- Location: South Australia, Corny Point
- Nearest city: Corny Point
- Coordinates: 34°59′31″S 136°59′43″E﻿ / ﻿34.99193°S 136.99521°E
- Area: 8.57 km^{2} (3.31 sq mi)
- Established: 17 December 2017
- Governing body: Department for Environment and Water

= Thidna Conservation Park =

Protected area in South Australia

Thidna Conservation Park is a protected area located in the Australian state of South Australia on the Yorke Peninsula in the locality of Corny Point about 45 km west of the state capital of Adelaide and about 60 km south-west of the municipal seat of Maitland.

The conservation park occupies land in Allotment 102 in Deposited Plan 95664 within the cadastral unit of the Hundred of Carribie. It was proclaimed on 19 December 2017 under the National Parks and Wildlife Act 1972. On the same day, a separate proclamation ensured that “certain existing and future rights of entry, prospecting, exploration or mining” permitted under the state's Mining Act 1971 and Petroleum and Geothermal Energy Act 2000 would apply to the extent of the conservation park. As of 2018, it covered an area of 8.57 km2.

Its name is derived from an Aboriginal name meaning which is considered as an "appropriate" name based on the location of the conservation park on the southern end of the Yorke Peninsula.
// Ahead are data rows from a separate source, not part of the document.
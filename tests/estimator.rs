mod common;

use common::init_logger;
use common::synthetic_stack::{
    index_coordinates, linear_decay_matrix, normalized_max_deviation, oscillating_depths,
};
use z_spacing::categorizer::RangedCategorizer;
use z_spacing::parallel::ParallelOptions;
use z_spacing::shifts::MediatorKind;
use z_spacing::{
    CoordinateEstimator, CorrelationMatrix, EstimationError, EstimatorParams,
    IterationObservation, RunOptions, SnapshotCollector, Stage,
};

fn options(n_iterations: usize, range: usize) -> RunOptions {
    RunOptions {
        n_iterations,
        comparison_range: range,
        shifts_smoothing_range: 4,
        shifts_smoothing_sigma: 2.0,
        ..RunOptions::default()
    }
}

#[test]
fn refinement_recovers_oscillating_thickness() {
    init_logger();
    let n = 60;
    let truth = oscillating_depths(n, 0.3);
    let matrix = linear_decay_matrix(&truth, 6, 0.08);
    let start = index_coordinates(n);

    let estimator = CoordinateEstimator::new(EstimatorParams::with_options(RunOptions {
        with_regularization: false,
        ..options(30, 6)
    }));
    let out = estimator.estimate(&matrix, &start).unwrap();

    let before = normalized_max_deviation(&start, &truth);
    let after = normalized_max_deviation(&out, &truth);
    assert!(after < before, "deviation grew: {before:.4} -> {after:.4}");
    assert!(out.iter().all(|z| z.is_finite()));
}

#[test]
fn observer_sees_every_iteration_in_order() {
    let n = 20;
    let matrix = linear_decay_matrix(&index_coordinates(n), 4, 0.1);
    let start = index_coordinates(n);
    let estimator = CoordinateEstimator::new(EstimatorParams::with_options(options(5, 4)));

    let mut seen = Vec::new();
    let out = estimator
        .estimate_with_observer(&matrix, &start, &mut |obs: &IterationObservation<'_>| {
            seen.push(obs.iteration);
        })
        .unwrap();
    assert_eq!(seen, vec![1, 2, 3, 4, 5]);
    assert_eq!(out.len(), n);
}

#[test]
fn snapshots_hold_consistent_permutations() {
    let n = 15;
    let truth = oscillating_depths(n, 0.2);
    let matrix = linear_decay_matrix(&truth, 3, 0.1);
    let estimator = CoordinateEstimator::new(EstimatorParams::with_options(options(3, 3)));

    let mut collector = SnapshotCollector::new();
    let report = estimator
        .run(&matrix, &index_coordinates(n), &mut collector)
        .unwrap();
    let snapshots = collector.into_snapshots();
    assert_eq!(snapshots.len(), 3);
    assert_eq!(report.trace.iterations.len(), 3);
    assert_eq!(snapshots[2].coordinates, report.coordinates);
    for snap in &snapshots {
        for (rank, &slice) in snap.permutation.iter().enumerate() {
            assert_eq!(snap.inverse[slice], rank);
        }
        assert_eq!(snap.weights.len(), n);
        assert_eq!(snap.shifts.len(), n);
    }
}

#[test]
fn parallel_and_sequential_runs_agree() {
    let n = 300;
    let truth = oscillating_depths(n, 0.25);
    let matrix = linear_decay_matrix(&truth, 8, 0.05);
    let start = index_coordinates(n);
    let run = |parallel: ParallelOptions| {
        let params = EstimatorParams {
            options: options(4, 8),
            parallel,
            ..EstimatorParams::default()
        };
        CoordinateEstimator::new(params)
            .estimate(&matrix, &start)
            .unwrap()
    };
    assert_eq!(
        run(ParallelOptions::disabled()),
        run(ParallelOptions::new(true, 1))
    );
}

#[test]
fn diagnostics_report_bins_and_stage_timings() {
    let n = 40;
    let matrix = linear_decay_matrix(&index_coordinates(n), 4, 0.1);
    let estimator = CoordinateEstimator::new(EstimatorParams::with_options(options(2, 4)))
        .with_categorizer(Box::new(RangedCategorizer::new(10)));
    let report = estimator
        .estimate_with_diagnostics(&matrix, &index_coordinates(n))
        .unwrap();
    assert_eq!(report.trace.slices, n);
    assert!(report.trace.iterations.iter().all(|it| it.bins == 4));
    assert!(report.trace.iterations.iter().all(|it| it.regularized));
    for stage in [Stage::Fit, Stage::Quality, Stage::Collect, Stage::Mediate, Stage::Smooth] {
        assert!(report.trace.timings.stage_ms(stage).is_some(), "{stage}");
    }
    assert!(report.trace.timings.stage_ms(Stage::Monotonic).is_none());
    let json = serde_json::to_string(&report).unwrap();
    assert!(json.contains("\"monotonicCorrections\""));
}

#[test]
fn weighted_median_mediator_runs() {
    let n = 30;
    let truth = oscillating_depths(n, 0.2);
    let matrix = linear_decay_matrix(&truth, 5, 0.08);
    let params = EstimatorParams {
        options: options(5, 5),
        mediator: MediatorKind::WeightedMedian,
        ..EstimatorParams::default()
    };
    let out = CoordinateEstimator::new(params)
        .estimate(&matrix, &index_coordinates(n))
        .unwrap();
    assert!(out.iter().all(|z| z.is_finite()));
}

#[test]
fn invalid_inputs_fail_before_iterating() {
    let estimator = CoordinateEstimator::new(EstimatorParams::default());

    let empty = CorrelationMatrix::new(0, Vec::new()).unwrap();
    let err = estimator.estimate(&empty, &[]).unwrap_err();
    assert_eq!(
        err,
        EstimationError::ComparisonRange {
            range: 10,
            slices: 0
        }
    );

    let small = linear_decay_matrix(&index_coordinates(8), 3, 0.1);
    let err = estimator.estimate(&small, &index_coordinates(8)).unwrap_err();
    assert!(matches!(err, EstimationError::ComparisonRange { .. }));
    assert_eq!(err.stage(), Stage::Validate);

    assert!(CorrelationMatrix::new(3, vec![1.0; 8]).is_err());
}

#[test]
fn unfittable_matrix_aborts_the_run() {
    init_logger();
    let n = 6;
    // only the diagonal is defined: every sample sits at offset zero
    let matrix = CorrelationMatrix::from_fn(n, |i, j| if i == j { 1.0 } else { f64::NAN });
    let estimator = CoordinateEstimator::new(EstimatorParams::with_options(options(3, 2)));
    let err = estimator
        .estimate(&matrix, &index_coordinates(n))
        .unwrap_err();
    assert!(matches!(err, EstimationError::LocalFit { bin: 0, .. }));
    assert_eq!(err.stage(), Stage::Fit);
}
The meaning of ‘Thidna’ was supplied by the Point Pearce Aboriginal Community and was subsequently approved by the Geographical Names Advisory Committee in 1993.

An announcement made on 30 December 2017 by Ian Hunter, the then Minister for Sustainability, Environment and Conservation in the South Australian government described the conservation park as follows:The new Thidna Conservation Park, between Corny Point and Daly Head on southern Yorke Peninsula, protects 857 ha of remnant native vegetation in a landscape that has been heavily cleared for agriculture.

The conservation park is classified as an IUCN Category VI protected area.